> **Task brief**
For the data below, report only the number of lines containing the string "message".

> **Supplied entries**
++++++++
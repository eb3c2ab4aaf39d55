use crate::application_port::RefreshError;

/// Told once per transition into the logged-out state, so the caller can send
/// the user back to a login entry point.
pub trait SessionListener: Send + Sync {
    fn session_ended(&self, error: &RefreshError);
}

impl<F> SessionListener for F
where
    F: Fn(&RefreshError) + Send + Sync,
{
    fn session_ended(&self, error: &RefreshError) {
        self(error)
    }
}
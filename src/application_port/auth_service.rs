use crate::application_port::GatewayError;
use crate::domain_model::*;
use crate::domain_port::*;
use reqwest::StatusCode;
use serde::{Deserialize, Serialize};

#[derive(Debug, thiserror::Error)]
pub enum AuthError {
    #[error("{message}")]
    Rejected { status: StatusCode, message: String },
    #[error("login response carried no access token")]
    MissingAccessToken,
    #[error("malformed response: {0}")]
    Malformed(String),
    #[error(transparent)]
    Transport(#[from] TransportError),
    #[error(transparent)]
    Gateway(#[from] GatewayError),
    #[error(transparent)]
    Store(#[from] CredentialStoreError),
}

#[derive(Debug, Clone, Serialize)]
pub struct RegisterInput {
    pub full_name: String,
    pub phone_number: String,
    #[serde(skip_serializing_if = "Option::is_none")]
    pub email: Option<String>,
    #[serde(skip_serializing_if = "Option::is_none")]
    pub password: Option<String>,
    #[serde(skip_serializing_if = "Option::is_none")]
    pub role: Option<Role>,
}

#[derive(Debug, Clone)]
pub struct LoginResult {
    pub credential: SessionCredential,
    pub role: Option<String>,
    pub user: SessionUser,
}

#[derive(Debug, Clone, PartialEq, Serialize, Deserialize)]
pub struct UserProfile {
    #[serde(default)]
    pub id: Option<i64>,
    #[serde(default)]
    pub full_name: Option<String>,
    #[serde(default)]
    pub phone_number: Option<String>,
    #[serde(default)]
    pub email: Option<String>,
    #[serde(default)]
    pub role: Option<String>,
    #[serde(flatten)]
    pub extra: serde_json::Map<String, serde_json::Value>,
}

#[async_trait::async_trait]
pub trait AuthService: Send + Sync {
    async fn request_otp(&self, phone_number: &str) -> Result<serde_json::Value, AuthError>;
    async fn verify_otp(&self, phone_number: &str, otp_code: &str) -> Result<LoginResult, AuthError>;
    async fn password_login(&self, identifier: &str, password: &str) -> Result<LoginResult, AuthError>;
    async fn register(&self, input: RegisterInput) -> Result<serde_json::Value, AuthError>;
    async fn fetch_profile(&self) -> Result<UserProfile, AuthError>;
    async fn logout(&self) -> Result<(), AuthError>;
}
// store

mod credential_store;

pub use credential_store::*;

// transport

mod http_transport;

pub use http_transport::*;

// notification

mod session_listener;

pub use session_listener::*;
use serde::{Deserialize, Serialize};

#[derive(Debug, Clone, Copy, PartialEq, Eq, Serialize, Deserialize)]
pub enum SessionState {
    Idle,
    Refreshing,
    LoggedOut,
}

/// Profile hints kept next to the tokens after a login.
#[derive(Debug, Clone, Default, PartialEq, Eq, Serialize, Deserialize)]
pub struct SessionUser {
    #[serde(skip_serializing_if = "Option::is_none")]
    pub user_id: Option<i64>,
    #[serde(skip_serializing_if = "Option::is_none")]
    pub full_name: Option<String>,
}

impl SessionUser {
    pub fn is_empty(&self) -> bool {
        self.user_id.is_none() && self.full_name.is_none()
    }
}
++++++++
> **Answer for the task**
2